• Secret Places Where You Can Live Like a Local: While the following spots could be filed under best places to stay, these unique properties remain (relatively) under-the-radar for the moment. First, there is the only non-Airbnb accommodation in Germantown: The Germantown Inn. While it is pricey, it’s also an elegant, historical place to stay near downtown where you can really get the neighborhood vibe. Similarly, the 404 Hotel, nestled smack in the middle of the Gulch, may be the best value in all of Nashville. The “hotel” comprises just four apartments, but they are modern, clean, and comfortable and you feel like you’re living in the Gulch—if you had a much higher budget. Rates include a parking space which is a huge perk for anyone driving to town, as $40 a day for valet is standard here. If you’re traveling with a group, the Buffalo Soul Airbnb near Music Row could be the ticket. It’s a little off the beaten path, which is kind of the point, and you can rent the whole house, which sleeps 10, for less than $200 a person for a weekend. It comes fully stocked with snacks and beer and breakfast and all kinds of cool stuff. It’s walkable to the Edgehill neighborhood, which features shops and restaurants, and there’s even a recording studio in the basement for those who want to rock out. 
  • Lesser-Known Places to Experience Music Like a Local: While the Grand Ole Opry and the Bluebird Cafe get most of the media love, you don’t have to visit either to get a sense of the city’s talent (and that’s good; neither is convenient to anything else you want to do). After you’ve done the Ryman, there are still a ton of live music venues here to explore. For huge headliners, you have the big boys—Bridgestone Arena and Nissan Stadium—but my favorites are the smaller, more intimate venues that tourists often don’t think to check. Those include The Basement, 3rd & Lindsley, the CMA Theater at the Country Music Hall of Fame and Museum, City Winery, and Exit/In to name a very few. I should note “intimate” in this context does not mean quiet; it just means close to the action, as I have seen many a rager at The Basement and Exit/In. Don’t sleep on the CMA Theater in particular; many locals for some reason don’t have it on their radar, but it’s an exceptional venue that’s conveniently located, and it gets great acts. Ascend Amphitheater, while it should technically be counted in the “big boy” category because it seats 6,800 people, feels more like a small show, and the same goes for the Schermerhorn Symphony Center, which hosts concerts of all kinds.
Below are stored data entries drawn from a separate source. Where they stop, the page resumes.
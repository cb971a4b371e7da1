//! Flat and inverted-file storage for the reference engine.
//!
//! Both layouts store `(id, code)` pairs in [`InvertedList`]s: a flat index is
//! a single list, an inverted file has one list per partition plus a coarse
//! quantizer (the partition centroids). An identifier map is a thin wrapper
//! around one of those layouts, reachable as its sub-index.

use std::any::Any;
use std::collections::HashMap;
use std::mem::size_of;

use serde::{Deserialize, Serialize};

use crate::index::distance::{float_distance, hamming, is_closer};
use crate::index::reference::kmeans;
use crate::index::traits::{Component, EngineFailure, EngineResult, IvfFacet, NativeIndex};
use crate::params::SearchParams;
use crate::selector::IdSelector;
use crate::types::{
    DirectMapType, MetricType, RangeSearchResult, SearchResult, StructuralKind, VectorId, MISSING_LABEL,
};

/// Per-component kernels the reference engine needs on top of [`Component`].
pub trait Scalar: Component {
    fn distance(metric: MetricType, a: &[Self], b: &[Self]) -> Self::Distance;

    /// Distance that every real candidate beats.
    fn worst(metric: MetricType) -> Self::Distance;

    /// Expand one code into floats for k-means.
    fn decode(code: &[Self], out: &mut Vec<f32>);

    /// Quantize one float centroid back into a code.
    fn encode(v: &[f32]) -> Vec<Self>;
}

impl Scalar for f32 {
    fn distance(metric: MetricType, a: &[f32], b: &[f32]) -> f32 {
        float_distance(metric, a, b)
    }

    fn worst(metric: MetricType) -> f32 {
        if metric.is_similarity() {
            f32::NEG_INFINITY
        } else {
            f32::INFINITY
        }
    }

    fn decode(code: &[f32], out: &mut Vec<f32>) {
        out.extend_from_slice(code);
    }

    fn encode(v: &[f32]) -> Vec<f32> {
        v.to_vec()
    }
}

impl Scalar for u8 {
    fn distance(_metric: MetricType, a: &[u8], b: &[u8]) -> i32 {
        hamming(a, b)
    }

    fn worst(_metric: MetricType) -> i32 {
        i32::MAX
    }

    fn decode(code: &[u8], out: &mut Vec<f32>) {
        for byte in code {
            for bit in 0..8 {
                out.push(f32::from((byte >> bit) & 1));
            }
        }
    }

    fn encode(v: &[f32]) -> Vec<u8> {
        v.chunks(8)
            .map(|bits| {
                bits.iter()
                    .enumerate()
                    .fold(0u8, |acc, (bit, &b)| if b >= 0.5 { acc | (1 << bit) } else { acc })
            })
            .collect()
    }
}

#[derive(Debug, Clone, Default, Serialize, Deserialize)]
pub(crate) struct InvertedList<T> {
    pub ids: Vec<VectorId>,
    pub codes: Vec<T>,
}

impl<T: Copy> InvertedList<T> {
    fn len(&self) -> usize {
        self.ids.len()
    }

    fn push(&mut self, id: VectorId, code: &[T]) {
        self.ids.push(id);
        self.codes.extend_from_slice(code);
    }

    fn clear(&mut self) {
        self.ids.clear();
        self.codes.clear();
    }

    fn retain(&mut self, code_len: usize, mut keep: impl FnMut(VectorId) -> bool) -> usize {
        let before = self.ids.len();
        let mut ids = Vec::with_capacity(before);
        let mut codes = Vec::with_capacity(self.codes.len());
        for (i, &id) in self.ids.iter().enumerate() {
            if keep(id) {
                ids.push(id);
                codes.extend_from_slice(&self.codes[i * code_len..(i + 1) * code_len]);
            }
        }
        self.ids = ids;
        self.codes = codes;
        before - self.ids.len()
    }

    fn append(&mut self, other: &mut InvertedList<T>, add_id: VectorId) {
        self.ids.extend(other.ids.drain(..).map(|id| id + add_id));
        self.codes.append(&mut other.codes);
    }

    fn bytes(&self) -> usize {
        self.codes.len() * size_of::<T>() + self.ids.len() * size_of::<VectorId>()
    }
}
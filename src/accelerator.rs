//! Accelerator device management.
//!
//! An [`AcceleratorManager`] wraps a backend that can enumerate devices,
//! allocate per-device resources and move float indexes between host memory
//! and a device. Allocation and transfer on one device are serialized by a
//! per-device lock; the lock is released as soon as the transfer returns.

use std::any::Any;

use parking_lot::Mutex;
use tracing::{debug, instrument, warn};

use crate::error::{QuiverError, Result};
use crate::index::traits::{EngineResult, NativeIndex};
use crate::index::FloatIndex;
use crate::metrics;

/// Memory a device holds, in bytes.
#[derive(Debug, Clone, Copy, PartialEq, Eq)]
pub struct DeviceMemory {
    pub free: u64,
    pub total: u64,
}

/// Resources allocated on one device. Dropping releases them.
pub trait DeviceResources: Send + Sync {
    fn device(&self) -> usize;

    fn as_any(&self) -> &dyn Any;
}

/// Device driver. Implementations are expected to be thread-safe but need not
/// serialize allocation themselves.
pub trait AcceleratorBackend: Send + Sync {
    fn device_count(&self) -> EngineResult<usize>;

    fn memory(&self, device: usize) -> EngineResult<DeviceMemory>;

    fn create_resources(&self, device: usize) -> EngineResult<Box<dyn DeviceResources>>;

    fn index_to_device(
        &self,
        resources: &dyn DeviceResources,
        index: &dyn NativeIndex<f32>,
    ) -> EngineResult<Box<dyn NativeIndex<f32>>>;

    fn index_to_host(&self, index: &dyn NativeIndex<f32>) -> EngineResult<Box<dyn NativeIndex<f32>>>;
}

/// A float index resident on a device, together with the resources backing
/// it. Releasing frees the resources first, then the index.
pub struct DeviceIndex {
    index: Option<FloatIndex>,
    resources: Option<Box<dyn DeviceResources>>,
    device: usize,
}

impl std::fmt::Debug for DeviceIndex {
    fn fmt(&self, f: &mut std::fmt::Formatter<'_>) -> std::fmt::Result {
        f.debug_struct("DeviceIndex")
            .field("device", &self.device)
            .field("index", &self.index)
            .field("released", &self.is_released())
            .finish()
    }
}

impl DeviceIndex {
    pub fn device(&self) -> usize {
        self.device
    }

    /// The device-resident index, or `None` once released.
    pub fn index(&self) -> Option<&FloatIndex> {
        self.index.as_ref()
    }

    pub fn index_mut(&mut self) -> Option<&mut FloatIndex> {
        self.index.as_mut()
    }

    pub fn is_released(&self) -> bool {
        self.index.is_none() && self.resources.is_none()
    }

    /// Idempotent.
    pub fn release(&mut self) {
        let had_resources = self.resources.take().is_some();
        if let Some(mut index) = self.index.take() {
            index.release();
        }
        if had_resources {
            debug!(device = self.device, "released device index");
        }
    }
}

impl Drop for DeviceIndex {
    fn drop(&mut self) {
        self.release();
    }
}

/// Entry point for device discovery and host/device transfers.
pub struct AcceleratorManager {
    backend: Box<dyn AcceleratorBackend>,
    device_count: usize,
    locks: Vec<Mutex<()>>,
}

impl std::fmt::Debug for AcceleratorManager {
    fn fmt(&self, f: &mut std::fmt::Formatter<'_>) -> std::fmt::Result {
        f.debug_struct("AcceleratorManager")
            .field("device_count", &self.device_count)
            .finish()
    }
}

impl AcceleratorManager {
    /// Probe the backend. A backend that cannot report its devices is treated
    /// as having none.
    pub fn new(backend: Box<dyn AcceleratorBackend>) -> Self {
        let device_count = match backend.device_count() {
            Ok(n) => n,
            Err(e) => {
                warn!(error = %e, "device enumeration failed, assuming no accelerators");
                0
            }
        };
        debug!(device_count, "accelerator manager ready");
        Self {
            backend,
            device_count,
            locks: (0..device_count).map(|_| Mutex::new(())).collect(),
        }
    }

    pub fn device_count(&self) -> usize {
        self.device_count
    }

    fn check_device(&self, device: usize) -> Result<()> {
        if device >= self.device_count {
            return Err(QuiverError::invalid(format!(
                "invalid device id {device}, {} device(s) available",
                self.device_count
            )));
        }
        Ok(())
    }

    /// Free and total memory on `device`.
    pub fn free_memory(&self, device: usize) -> Result<DeviceMemory> {
        self.check_device(device)?;
        Ok(self.backend.memory(device)?)
    }

    /// Copy `index` onto `device`. The host index is left untouched. On
    /// failure the freshly allocated resources are released before returning.
    #[instrument(skip(self, index), fields(ntotal = index.ntotal()))]
    pub fn transfer_to_device(&self, index: &FloatIndex, device: usize) -> Result<DeviceIndex> {
        self.check_device(device)?;
        let native = index.native()?;

        let transferred = {
            let _guard = self.locks[device].lock();
            self.backend.create_resources(device).and_then(|resources| {
                self.backend
                    .index_to_device(resources.as_ref(), native)
                    .map(|device_native| (resources, device_native))
            })
        };

        match transferred {
            Ok((resources, device_native)) => {
                metrics::DEVICE_TRANSFERS_TOTAL
                    .with_label_values(&["to_device", "ok"])
                    .inc();
                debug!(device, "index copied to device");
                Ok(DeviceIndex {
                    index: Some(FloatIndex::from_native(device_native)),
                    resources: Some(resources),
                    device,
                })
            }
            Err(e) => {
                metrics::DEVICE_TRANSFERS_TOTAL
                    .with_label_values(&["to_device", "error"])
                    .inc();
                warn!(device, error = %e, "index transfer to device failed");
                Err(e.into())
            }
        }
    }

    /// Copy a device-resident index back into host memory. The device copy
    /// stays alive until the caller releases it.
    #[instrument(skip(self, device_index), fields(device = device_index.device()))]
    pub fn transfer_to_host(&self, device_index: &DeviceIndex) -> Result<FloatIndex> {
        let index = device_index
            .index()
            .ok_or_else(|| QuiverError::invalid("device index has been released"))?;
        let native = index.native()?;

        match self.backend.index_to_host(native) {
            Ok(host) => {
                metrics::DEVICE_TRANSFERS_TOTAL
                    .with_label_values(&["to_host", "ok"])
                    .inc();
                Ok(FloatIndex::from_native(host))
            }
            Err(e) => {
                metrics::DEVICE_TRANSFERS_TOTAL
                    .with_label_values(&["to_host", "error"])
                    .inc();
                warn!(error = %e, "index transfer to host failed");
                Err(e.into())
            }
        }
    }
}
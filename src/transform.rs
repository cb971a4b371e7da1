//! Owned handles over engine vector transforms.

use tracing::debug;

use crate::error::{QuiverError, Result};
use crate::index::traits::{VectorEngine, VectorTransform};

/// An exclusively owned transform. Like [`crate::index::Index`], releasing is
/// idempotent and a released transform rejects every operation.
pub struct Transform {
    native: Option<Box<dyn VectorTransform>>,
}

impl std::fmt::Debug for Transform {
    fn fmt(&self, f: &mut std::fmt::Formatter<'_>) -> std::fmt::Result {
        match &self.native {
            Some(t) => f
                .debug_struct("Transform")
                .field("d_in", &t.d_in())
                .field("d_out", &t.d_out())
                .field("trained", &t.is_trained())
                .finish(),
            None => f.debug_struct("Transform").field("released", &true).finish(),
        }
    }
}

impl Transform {
    /// PCA from `d_in` down to `d_out` dimensions.
    pub fn pca(
        engine: &dyn VectorEngine,
        d_in: usize,
        d_out: usize,
        eigen_power: f32,
        random_rotation: bool,
    ) -> Result<Self> {
        let native = engine
            .pca_matrix(d_in, d_out, eigen_power, random_rotation)
            .map_err(|e| QuiverError::Construction(e.message))?;
        debug!(d_in, d_out, eigen_power, random_rotation, "created PCA transform");
        Ok(Self::from_native(native))
    }

    pub fn from_native(native: Box<dyn VectorTransform>) -> Self {
        Self {
            native: Some(native),
        }
    }

    fn native(&self) -> Result<&dyn VectorTransform> {
        self.native
            .as_deref()
            .ok_or_else(|| QuiverError::invalid("transform has been released"))
    }

    /// Engine structure behind the handle, for engine-specific accessors.
    pub fn as_native(&self) -> Option<&dyn VectorTransform> {
        self.native.as_deref()
    }

    pub fn d_in(&self) -> usize {
        self.native.as_ref().map_or(0, |t| t.d_in())
    }

    pub fn d_out(&self) -> usize {
        self.native.as_ref().map_or(0, |t| t.d_out())
    }

    pub fn is_trained(&self) -> bool {
        self.native.as_ref().is_some_and(|t| t.is_trained())
    }

    pub fn is_released(&self) -> bool {
        self.native.is_none()
    }

    fn count_vectors(&self, x: &[f32]) -> Result<usize> {
        let d_in = self.native()?.d_in();
        if x.is_empty() {
            return Err(QuiverError::invalid("no vectors supplied"));
        }
        if d_in == 0 || x.len() % d_in != 0 {
            return Err(QuiverError::DimensionMismatch {
                expected: d_in,
                actual: x.len(),
            });
        }
        Ok(x.len() / d_in)
    }

    pub fn train(&mut self, x: &[f32]) -> Result<()> {
        let n = self.count_vectors(x)?;
        self.native
            .as_deref_mut()
            .ok_or_else(|| QuiverError::invalid("transform has been released"))?
            .train(n, x)?;
        Ok(())
    }

    /// Transform every vector of `x`, returning `n * d_out` floats.
    pub fn apply(&self, x: &[f32]) -> Result<Vec<f32>> {
        let n = self.count_vectors(x)?;
        Ok(self.native()?.apply(n, x)?)
    }

    pub fn release(&mut self) {
        if self.native.take().is_some() {
            debug!("released transform");
        }
    }
}
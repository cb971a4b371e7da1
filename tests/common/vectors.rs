use rand::rngs::StdRng;
use rand::{Rng, SeedableRng};

/// `n` random vectors of dimension `dims`, flattened, uniform in [-1, 1].
pub fn random_vectors(n: usize, dims: usize) -> Vec<f32> {
    let mut rng = StdRng::seed_from_u64(42);
    (0..n * dims).map(|_| rng.gen_range(-1.0..1.0)).collect()
}

/// Vectors clustered around `n_clusters` random centers, flattened.
/// Returns (vectors, centers). Vector `i` belongs to cluster `i / n_per_cluster`.
pub fn clustered_vectors(
    n_clusters: usize,
    n_per_cluster: usize,
    dims: usize,
    noise: f32,
) -> (Vec<f32>, Vec<f32>) {
    let mut rng = StdRng::seed_from_u64(123);

    let centers: Vec<f32> = (0..n_clusters * dims)
        .map(|_| rng.gen_range(-10.0..10.0))
        .collect();

    let mut vectors = Vec::with_capacity(n_clusters * n_per_cluster * dims);
    for center in centers.chunks_exact(dims) {
        for _ in 0..n_per_cluster {
            vectors.extend(center.iter().map(|&c| c + rng.gen_range(-noise..noise)));
        }
    }

    (vectors, centers)
}

/// `n` random packed binary codes of `dims` bits each.
pub fn random_binary(n: usize, dims: usize) -> Vec<u8> {
    let mut rng = StdRng::seed_from_u64(7);
    (0..n * dims / 8).map(|_| rng.gen()).collect()
}

/// Sequential identifiers starting at `start`.
pub fn ids(start: i64, n: usize) -> Vec<i64> {
    (start..start + n as i64).collect()
}

/// The three-vector fixture: `[1,0,0,0]`, `[0,1,0,0]`, `[10,10,10,10]`.
pub fn three_vectors() -> Vec<f32> {
    vec![
        1.0, 0.0, 0.0, 0.0, //
        0.0, 1.0, 0.0, 0.0, //
        10.0, 10.0, 10.0, 10.0,
    ]
}
//! Identifier selectors: predicates restricting which stored vectors take part
//! in a search or a removal.
//!
//! Include and exclude selectors copy the identifier set into a compressed
//! bitmap owned by the selector. A selector is scoped to one call: build it,
//! hand a reference to the search, and let it drop (or `release()` it).

use roaring::RoaringTreemap;

use crate::error::{QuiverError, Result};
use crate::types::VectorId;

#[derive(Debug, Clone)]
enum SelectorKind {
    AcceptAll,
    Include(RoaringTreemap),
    Exclude(RoaringTreemap),
}

/// A predicate over vector identifiers.
#[derive(Debug, Clone)]
pub struct IdSelector {
    kind: Option<SelectorKind>,
}

fn to_bitmap(ids: &[VectorId]) -> RoaringTreemap {
    // Bit-preserving cast: membership only, ordering is irrelevant.
    ids.iter().map(|&id| id as u64).collect()
}

impl IdSelector {
    /// Select exactly the given identifiers.
    pub fn include(ids: &[VectorId]) -> Result<Self> {
        if ids.is_empty() {
            return Err(QuiverError::invalid(
                "include selector requires at least one identifier",
            ));
        }
        Ok(Self {
            kind: Some(SelectorKind::Include(to_bitmap(ids))),
        })
    }

    /// Select every identifier except the given ones.
    pub fn exclude(ids: &[VectorId]) -> Result<Self> {
        if ids.is_empty() {
            return Err(QuiverError::invalid(
                "exclude selector requires at least one identifier",
            ));
        }
        Ok(Self {
            kind: Some(SelectorKind::Exclude(to_bitmap(ids))),
        })
    }

    pub fn accept_all() -> Self {
        Self {
            kind: Some(SelectorKind::AcceptAll),
        }
    }

    /// Whether `id` passes the predicate. A released selector accepts nothing.
    #[inline]
    pub fn is_member(&self, id: VectorId) -> bool {
        match &self.kind {
            Some(SelectorKind::AcceptAll) => true,
            Some(SelectorKind::Include(set)) => set.contains(id as u64),
            Some(SelectorKind::Exclude(set)) => !set.contains(id as u64),
            None => false,
        }
    }

    /// Number of identifiers named by an include/exclude selector.
    pub fn len(&self) -> usize {
        match &self.kind {
            Some(SelectorKind::Include(set)) | Some(SelectorKind::Exclude(set)) => {
                set.len() as usize
            }
            _ => 0,
        }
    }

    pub fn is_empty(&self) -> bool {
        self.len() == 0
    }

    pub fn is_accept_all(&self) -> bool {
        matches!(self.kind, Some(SelectorKind::AcceptAll))
    }

    pub fn is_released(&self) -> bool {
        self.kind.is_none()
    }

    /// Free the identifier copy. Releasing twice is a no-op.
    pub fn release(&mut self) {
        self.kind = None;
    }

    pub(crate) fn ensure_live(&self) -> Result<()> {
        if self.is_released() {
            return Err(QuiverError::invalid("selector has been released"));
        }
        Ok(())
    }
}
Great seasonal events include the Full Moon Pickin’ Party at Warner Parks, a unique way to experience bluegrass, as well as the Live on the Green concert series downtown and Musician’s Corner at Centennial Park, both of which are free. 
  • The No-Wait Workaround: Only a few Nashville eateries are worth the wait, and they include Hattie B’s Hot Chicken, Bolton’s Spicy Chicken & Fish, and Martin’s Bar-B-Que. But there is no reason you need to visit them at high noon on Sunday or at 7pm on Saturday to stand around and wait for 2 hours. Instead, a few workarounds: 1) Go in the off hours: sleep in, have breakfast at 10:30am, and eat a late lunch around 2:30 or 3pm when the lines are less crazy; 2) Check out a non-downtown location. Martin’s has an outpost on Belmont Boulevard, Hattie B’s has one in West Nashville on Charlotte Pike and on 8th Avenue South, and Bolton’s also has one on Franklin Pike; 3) At Martin’s in particular, snag a seat at any one of Martin’s three bars, where you’re welcome to order food; 4) Call in your order for pickup or use the Postmates app, skip the line to check out, and go enjoy your food at any one of Nashville’s amazing parks.  

Note: This information was accurate when it was published, but can change without notice. Please be sure to confirm all rates and details directly with the companies in question before planning your trip.